When the Cambridge-educated scientist Babak Javid applied for a position at Tsinghua University in Beijing he felt certain he would, at least, get an interview. But weeks turned into months and the British-Iranian academic heard nothing.

Eventually, he decided to contact the university and received a blunt email in return asking him: why China, why not the US or Britain? Javid replied simply: “China is the country of the future.”

The next day Javid, a specialist in infectious diseases, was invited for an interview. He got the job, becoming the first non-Chinese member of the School of Life Sciences. “I just think they thought I was a wacko who had no other prospects,” says the professor with a warm self-deprecating smile, speaking over green tea at his Tsinghua office. “They did not know what to do with me.”

Javid’s move was a surprise to his peers in the west. It not only involved a significant pay cut (he had been a research fellow at Harvard) but, more surprising still, he had turned down a coveted faculty position at Cambridge university for Tsinghua. In China, science has become a top priority for the government as it aims to shift the country from a labour to an innovation-based economy (spending on research and development could overtake the US by the early 2020s). Professionally, Javid was tempted by generous research funds of almost $2m over five years – by far the most he had ever received. “There is an excitement in investment in science that isn’t anywhere else in the world right now,” he says.

His main motivation, however, was wanderlust.

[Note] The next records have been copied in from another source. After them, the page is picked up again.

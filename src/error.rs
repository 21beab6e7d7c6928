//! Error types for ledger, rule and accrual operations

use chrono::NaiveDate;
use rust_decimal::Decimal;
use thiserror::Error;

/// Result alias used throughout the library
pub type Result<T> = std::result::Result<T, LedgerError>;

/// Everything that can go wrong between an input line and a rendered statement
#[derive(Debug, Error)]
pub enum LedgerError {
    /// Malformed or non-calendar `YYYYMMDD` string
    #[error("Invalid date '{input}'. Please enter a valid date in YYYYMMDD format.")]
    InvalidDate { input: String },

    /// No interest rule is in effect on a day of the accrual window
    #[error("No interest rule is in effect on {date}. Define a rule dated on or before it.")]
    NoApplicableRule { date: NaiveDate },

    /// Withdrawal would take the running balance below zero
    #[error("The transaction will cause the balance to go below 0 (needed {needed}, available {available}).")]
    InsufficientBalance { needed: Decimal, available: Decimal },

    /// Deposit would take the running balance above the supported ceiling
    #[error("The transaction will cause the balance to exceed {limit}.")]
    BalanceLimitExceeded { limit: Decimal },

    #[error("The first transaction on an account should not be a withdrawal.")]
    WithdrawalOnEmptyAccount,

    #[error("Invalid amount '{input}'. Amount must be a decimal number greater than zero.")]
    InvalidAmount { input: String },

    #[error("Invalid rate '{input}'. Rate should be greater than 0 and less than 100.")]
    InvalidRate { input: String },

    #[error("Invalid transaction type '{input}'. Use D for deposit or W for withdrawal.")]
    InvalidTransactionType { input: String },

    #[error("Invalid input format. Expected {expected}.")]
    InvalidFormat { expected: &'static str },

    #[error("Invalid month '{input}'. Use MM or YYYYMM.")]
    InvalidMonth { input: String },

    #[error("Account '{account}' not found. Please enter a valid account number.")]
    AccountNotFound { account: String },

    #[error("The {field} must not be empty.")]
    EmptyField { field: &'static str },

    /// A seed file row failed to parse or validate
    #[error("{path}, row {row}: {source}")]
    SeedRow {
        path: String,
        row: u64,
        #[source]
        source: Box<LedgerError>,
    },

    #[error(transparent)]
    Csv(#[from] csv::Error),

    #[error(transparent)]
    Io(#[from] std::io::Error),
}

Javid and his Iranian wife Salumeh, a piano teacher, wanted to live in Africa or Asia. But most countries that interested them did not have universities capable of facilitating high-level research. China fitted the bill perfectly.

“It is still developing socially and economically, [it has] a very different culture, a dynamic environment but it still has that established university system and high educational values,” says Javid. When he saw the advert for Tsinghua, “I mentioned it to my wife and she immediately pounced on it and said ‘this is exactly right’”.

The 2011 move proved easier than Javid’s previous upheaval, when he left England for the US in 2007. “Ironically, my first six months in America were much tougher because I did not expect to experience culture shock, but I did,” he says. Javid found himself set apart by a British sense of humour. “Jokes I thought were innocent were frowned upon. I just felt like I was stepping on minefield after minefield,” he recalls. He also disliked the “very tribal” political polarisation of Democrats and Republicans.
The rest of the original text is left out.